Left hand: (unintelligible…but looks like) LatjkJill HOLY SHIT!!


Right Leg: AHHH! FUCK!!! GET ME OUT!!!!!

At this point I just blacked out from rage.
Oh, there were a few more acts, and they ended up being pretty good, but it didn’t matter by this point; my buzz was gone. Granted, this problem is very insignificant. After all, what kind of world do we pampered college kids live in where losing a buzz is considered a real problem? No, it’s not about the buzz. Rather, it’s about the principles. It’s about the “performance artists”; they must be stopped before it’s too late. I was unaware until that night, but Lincoln Center seems to be a breeding ground for kids who think they’re really good at this stuff, and maybe they are. Nevertheless, “performance art” should be preserved for coffee shops deep in the belly of the village, and more currently, on YouTube.
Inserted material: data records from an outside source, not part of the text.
//! Validation violations, the stable payload consumed by UI callers.
//!
//! A violation is data, not an error: the validator always returns the
//! complete, ordered, deduplicated list so every problem can be shown at
//! once. Codes and field paths are part of the wire contract and must not
//! change.

use serde::Serialize;

/// Request field paths referenced by violations, in the casing the UI
/// receives them.
pub(crate) const PATH_NENDO: &str = "nendo";
pub(crate) const PATH_DATE: &str = "date";
pub(crate) const PATH_DEBIT_CODE: &str = "debitCode";
pub(crate) const PATH_DEBIT_AMOUNT: &str = "debitAmount";
pub(crate) const PATH_CREDIT_CODE: &str = "creditCode";
pub(crate) const PATH_CREDIT_AMOUNT: &str = "creditAmount";
pub(crate) const PATH_LEDGER_CODE: &str = "ledgerCode";
pub(crate) const PATH_COUNTER_CODE: &str = "counterCode";

#[derive(Clone, Copy, Debug, PartialEq, Eq, Serialize)]
#[serde(rename_all = "SCREAMING_SNAKE_CASE")]
pub enum ViolationCode {
    SameAccountCodes,
    InvalidAccountCode,
    AmountMismatch,
    InvalidDebitAmount,
    InvalidCreditAmount,
    InvalidDateFormat,
    OutOfFiscalYear,
    InvalidNendoFormat,
    MissingAmount,
    DuplicateAmount,
}

impl ViolationCode {
    pub fn as_str(self) -> &'static str {
        match self {
            Self::SameAccountCodes => "SAME_ACCOUNT_CODES",
            Self::InvalidAccountCode => "INVALID_ACCOUNT_CODE",
            Self::AmountMismatch => "AMOUNT_MISMATCH",
            Self::InvalidDebitAmount => "INVALID_DEBIT_AMOUNT",
            Self::InvalidCreditAmount => "INVALID_CREDIT_AMOUNT",
            Self::InvalidDateFormat => "INVALID_DATE_FORMAT",
            Self::OutOfFiscalYear => "OUT_OF_FISCAL_YEAR",
            Self::InvalidNendoFormat => "INVALID_NENDO_FORMAT",
            Self::MissingAmount => "MISSING_AMOUNT",
            Self::DuplicateAmount => "DUPLICATE_AMOUNT",
        }
    }
}

#[derive(Clone, Debug, PartialEq, Eq, Serialize)]
pub struct Violation {
    pub code: ViolationCode,
    pub message: String,
    pub path: &'static str,
}

impl Violation {
    pub(crate) fn new(
        code: ViolationCode,
        path: &'static str,
        message: impl Into<String>,
    ) -> Self {
        Self {
            code,
            message: message.into(),
            path,
        }
    }
}

/// Outcome of a journal create/update call.
///
/// `Rejected` is the normal response for bad input; infrastructure faults
/// surface as [`EngineError`](crate::EngineError) instead.
#[derive(Clone, Debug, PartialEq, Serialize)]
pub enum SaveResult {
    Saved(i64),
    Rejected(Vec<Violation>),
}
That way, people who want to see it can actually seek it out and enjoy, instead of getting tricked into sitting through it while in the middle of a night of social drinking. As I took that long Ram Van ride back to campus, covered in my own script, I wondered if humanity would have any hope left; if soon, the performance artists would take over. All of the free world would be forced to wear matching scarves, write poetry about their favorite features of autumn, and memorize the entire score to Wicked. Bullshit would rain from the heavens.
Thank you for letting me get that off my chest, Lincoln Center. You’re still better than Marymount.